WHAT THE TASK ASKS :: Your answer should reproduce the full set of records exactly as given.
---------- RECORDS FOR PROCESSING
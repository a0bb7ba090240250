//! Chat message DTOs carried in STOMP frame bodies.

use serde::{Deserialize, Serialize};

/// Message type enum
#[derive(Debug, Clone, Copy, Default, PartialEq, Eq, Serialize, Deserialize)]
#[serde(rename_all = "UPPERCASE")]
pub enum MessageType {
    Enter,
    Leave,
    /// Brokers that predate presence messages omit `type`; treat as chat text.
    #[default]
    Talk,
}

/// Chat message published to and delivered from the room
///
/// Every field may be missing or `null` on delivery; peers are not bound by
/// this client's validation.
#[derive(Debug, Clone, PartialEq, Eq, Serialize, Deserialize)]
#[serde(rename_all = "camelCase")]
pub struct ChatMessage {
    #[serde(default)]
    pub room_id: Option<String>,
    #[serde(default)]
    pub sender: Option<String>,
    #[serde(default)]
    pub content: Option<String>,
    #[serde(default)]
    pub r#type: Option<MessageType>,
}
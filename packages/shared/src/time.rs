//! Time-related utilities with clock abstraction for testability.

use chrono::{DateTime, FixedOffset, Local, Offset, Utc};

/// Clock trait for dependency injection and testing
pub trait Clock: Send + Sync {
    /// Get current Unix timestamp (milliseconds)
    fn now_millis(&self) -> i64;
}

/// System clock implementation (uses actual system time)
#[derive(Debug, Clone, Copy)]
pub struct SystemClock;

impl Clock for SystemClock {
    fn now_millis(&self) -> i64 {
        now_millis()
    }
}

/// Fixed clock implementation for testing (returns a fixed time)
#[derive(Debug, Clone, Copy)]
pub struct FixedClock {
    fixed_time: i64,
}

impl FixedClock {
    /// Create a new fixed clock with the given timestamp
    pub fn new(fixed_time_millis: i64) -> Self {
        Self {
            fixed_time: fixed_time_millis,
        }
    }
}

impl Clock for FixedClock {
    fn now_millis(&self) -> i64 {
        self.fixed_time
    }
}

/// Get current Unix timestamp (milliseconds)
pub fn now_millis() -> i64 {
    Utc::now().timestamp_millis()
}

/// UTC offset of the local timezone at the current instant
pub fn local_offset() -> FixedOffset {
    Local::now().offset().fix()
}

/// Convert Unix timestamp (milliseconds) to `HH:MM:SS` in the given offset.
///
/// Returns `None` when the timestamp is out of chrono's representable range.
pub fn timestamp_to_clock_time(timestamp_millis: i64, offset: &FixedOffset) -> Option<String> {
    DateTime::<Utc>::from_timestamp_millis(timestamp_millis)
        .map(|dt| dt.with_timezone(offset).format("%H:%M:%S").to_string())
}
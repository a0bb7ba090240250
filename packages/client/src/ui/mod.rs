//! Terminal UI: formatting, prompts and the runner that drives a session.

mod formatter;
mod input;
mod prompt;
mod runner;

pub use formatter::MessageFormatter;
pub use prompt::prompt_nickname;
pub use runner::run_client;
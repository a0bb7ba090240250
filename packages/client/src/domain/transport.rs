//! Transport trait definitions.
//!
//! The session depends on these interfaces only. The STOMP-over-WebSocket
//! implementation lives in the infrastructure layer.

use async_trait::async_trait;

use super::error::TransportError;

/// A message delivered on a subscription
#[derive(Debug, Clone, PartialEq, Eq)]
pub struct Delivery {
    /// Destination the broker delivered the message from
    pub destination: String,
    /// Raw message body
    pub body: String,
}

/// An open connection to the broker.
///
/// Publishing is fire-and-forget: `Ok` means the frame was handed to the
/// socket, not that any peer received it.
#[cfg_attr(test, mockall::automock)]
#[async_trait]
pub trait Transport: Send {
    /// Subscribe to a destination
    async fn subscribe(&mut self, destination: &str) -> Result<(), TransportError>;

    /// Publish a body to a destination
    async fn publish(&mut self, destination: &str, body: String) -> Result<(), TransportError>;

    /// Wait for the next delivery.
    ///
    /// `None` means the connection closed without teardown and no further
    /// deliveries will arrive. `Some(Err(_))` is an error reported by the
    /// broker. Must be cancel-safe.
    async fn recv(&mut self) -> Option<Result<Delivery, TransportError>>;

    /// Tear the connection down
    async fn close(&mut self) -> Result<(), TransportError>;
}

/// Opens transports to one broker endpoint
#[async_trait]
pub trait Connector: Send + Sync {
    type Transport: Transport;

    async fn open(&self) -> Result<Self::Transport, TransportError>;
}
--------------------
TASK RESPONSE ::
repository a0bb7ba090240250
//! Chat message DTOs carried in STOMP frame bodies.

use serde::{Deserialize, Serialize};

/// Message type enum
#[derive(Debug, Clone, Copy, Default, PartialEq, Eq, Serialize, Deserialize)]
#[serde(rename_all = "UPPERCASE")]
pub enum MessageType {
    Enter,
    Leave,
    /// Brokers that predate presence messages omit `type`; treat as chat text.
    #[default]
    Talk,
}

/// Chat message published to and delivered from the room
///
/// Every field may be missing or `null` on delivery; peers are not bound by
/// this client's validation.
#[derive(Debug, Clone, PartialEq, Eq, Serialize, Deserialize)]
#[serde(rename_all = "camelCase")]
pub struct ChatMessage {
    #[serde(default)]
    pub room_id: Option<String>,
    #[serde(default)]
    pub sender: Option<String>,
    #[serde(default)]
    pub content: Option<String>,
    #[serde(default)]
    pub r#type: Option<MessageType>,
}
filename packages/shared/src/time.rs
//! Time-related utilities with clock abstraction for testability.

use chrono::{DateTime, FixedOffset, Local, Offset, Utc};

/// Clock trait for dependency injection and testing
pub trait Clock: Send + Sync {
    /// Get current Unix timestamp (milliseconds)
    fn now_millis(&self) -> i64;
}

/// System clock implementation (uses actual system time)
#[derive(Debug, Clone, Copy)]
pub struct SystemClock;

impl Clock for SystemClock {
    fn now_millis(&self) -> i64 {
        now_millis()
    }
}

/// Fixed clock implementation for testing (returns a fixed time)
#[derive(Debug, Clone, Copy)]
pub struct FixedClock {
    fixed_time: i64,
}

impl FixedClock {
    /// Create a new fixed clock with the given timestamp
    pub fn new(fixed_time_millis: i64) -> Self {
        Self {
            fixed_time: fixed_time_millis,
        }
    }
}

impl Clock for FixedClock {
    fn now_millis(&self) -> i64 {
        self.fixed_time
    }
}

/// Get current Unix timestamp (milliseconds)
pub fn now_millis() -> i64 {
    Utc::now().timestamp_millis()
}

/// UTC offset of the local timezone at the current instant
pub fn local_offset() -> FixedOffset {
    Local::now().offset().fix()
}

/// Convert Unix timestamp (milliseconds) to `HH:MM:SS` in the given offset.
///
/// Returns `None` when the timestamp is out of chrono's representable range.
pub fn timestamp_to_clock_time(timestamp_millis: i64, offset: &FixedOffset) -> Option<String> {
    DateTime::<Utc>::from_timestamp_millis(timestamp_millis)
        .map(|dt| dt.with_timezone(offset).format("%H:%M:%S").to_string())
}
repository a0bb7ba090240250
filename packages/client/src/ui/mod.rs
//! Terminal UI: formatting, prompts and the runner that drives a session.

mod formatter;
mod input;
mod prompt;
mod runner;

pub use formatter::MessageFormatter;
pub use prompt::prompt_nickname;
pub use runner::run_client;
repository a0bb7ba090240250
filename packages/client/src/domain/transport.rs
//! Transport trait definitions.
//!
//! The session depends on these interfaces only. The STOMP-over-WebSocket
//! implementation lives in the infrastructure layer.

use async_trait::async_trait;

use super::error::TransportError;

/// A message delivered on a subscription
#[derive(Debug, Clone, PartialEq, Eq)]
pub struct Delivery {
    /// Destination the broker delivered the message from
    pub destination: String,
    /// Raw message body
    pub body: String,
}

/// An open connection to the broker.
///
/// Publishing is fire-and-forget: `Ok` means the frame was handed to the
/// socket, not that any peer received it.
#[cfg_attr(test, mockall::automock)]
#[async_trait]
pub trait Transport: Send {
    /// Subscribe to a destination
    async fn subscribe(&mut self, destination: &str) -> Result<(), TransportError>;

    /// Publish a body to a destination
    async fn publish(&mut self, destination: &str, body: String) -> Result<(), TransportError>;

    /// Wait for the next delivery.
    ///
    /// `None` means the connection closed without teardown and no further
    /// deliveries will arrive. `Some(Err(_))` is an error reported by the
    /// broker. Must be cancel-safe.
    async fn recv(&mut self) -> Option<Result<Delivery, TransportError>>;

    /// Tear the connection down
    async fn close(&mut self) -> Result<(), TransportError>;
}

/// Opens transports to one broker endpoint
#[async_trait]
pub trait Connector: Send + Sync {
    type Transport: Transport;

    async fn open(&self) -> Result<Self::Transport, TransportError>;
}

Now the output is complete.